▶ Task:
The required output is every line from the beginning of the entries below through the line that includes "pub struct RateLimitInfo", copied exactly.

BEGIN

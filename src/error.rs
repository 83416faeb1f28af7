//! Error types for GitHub API access and the retry classifier.
//!
//! Every transport call funnels its failure into [`ApiError`], and
//! [`classify`] decides whether that failure is worth retrying.

use thiserror::Error;

/// Rate-limit headers captured from a failed response.
#[derive(Clone, Copy, Debug, Default, PartialEq, Eq)]
pub struct RateLimitInfo {
    /// Value of `X-RateLimit-Remaining`, if present.
    pub remaining: Option<u64>,
    /// Value of `X-RateLimit-Reset` (unix seconds), if present.
    pub reset: Option<i64>,
}

impl RateLimitInfo {
    pub fn is_exhausted(&self) -> bool {
        self.remaining == Some(0)
    }
}

/// Errors raised while talking to the GitHub REST and GraphQL APIs.
#[derive(Debug, Error)]
pub enum ApiError {
    /// Connection, timeout or body-read failure below the HTTP layer.
    #[error("GitHub transport error: {0}")]
    Transport(#[from] octocrab::Error),

    /// The API answered with a non-2xx status.
    #[error("GitHub API returned {status}: {message}")]
    Status {
        status: u16,
        message: String,
        rate_limit: RateLimitInfo,
    },

    /// A well-formed GraphQL response carrying an `errors` array.
    #[error("GraphQL error: {0}")]
    GraphQl(String),

    /// The response body could not be decoded.
    #[error("Failed to decode GitHub response: {0}")]
    Decode(#[from] serde_json::Error),
}

impl ApiError {
    /// HTTP status code, for `Status` errors.
    pub fn status(&self) -> Option<u16> {
        match self {
            ApiError::Status { status, .. } => Some(*status),
            _ => None,
        }
    }

    pub fn is_not_found(&self) -> bool {
        self.status() == Some(404)
    }

    /// True for 429, and for 403 responses that report an exhausted quota.
    pub fn is_rate_limited(&self) -> bool {
        match self {
            ApiError::Status {
                status: 429, ..
            } => true,
            ApiError::Status {
                status: 403,
                rate_limit,
                ..
            } => rate_limit.is_exhausted(),
            _ => false,
        }
    }

    pub fn rate_limit(&self) -> Option<&RateLimitInfo> {
        match self {
            ApiError::Status { rate_limit, .. } => Some(rate_limit),
            _ => None,
        }
    }
}

/// Retry eligibility of a failure.
#[derive(Clone, Copy, Debug, PartialEq, Eq)]
pub enum ErrorClass {
    Transient,
    Fatal,
}

/// Maps a failure to [`ErrorClass::Transient`] or [`ErrorClass::Fatal`].
///
/// Permission, not-found and unprocessable responses are fatal. A 403 is
/// only transient when it is a rate limit. GraphQL errors describe a bad
/// query, not a flaky network, so they are fatal too. Everything else,
/// including unknown statuses and undecodable bodies, is retried.
pub fn classify(error: &ApiError) -> ErrorClass {
    match error {
        ApiError::Transport(_) => ErrorClass::Transient,
        ApiError::GraphQl(_) => ErrorClass::Fatal,
        ApiError::Decode(_) => ErrorClass::Transient,
        ApiError::Status { .. } if error.is_rate_limited() => ErrorClass::Transient,
        ApiError::Status { status, .. } => match status {
            401 | 403 | 404 | 422 => ErrorClass::Fatal,
            429 | 500 | 502 | 503 | 504 => ErrorClass::Transient,
            _ => ErrorClass::Transient,
        },
    }
}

END

▶ Solution below:
filename src/error.rs
repository 83416faeb1f28af7
//! Error types for GitHub API access and the retry classifier.
//!
//! Every transport call funnels its failure into [`ApiError`], and
//! [`classify`] decides whether that failure is worth retrying.

use thiserror::Error;

/// Rate-limit headers captured from a failed response.
#[derive(Clone, Copy, Debug, Default, PartialEq, Eq)]
pub struct RateLimitInfo {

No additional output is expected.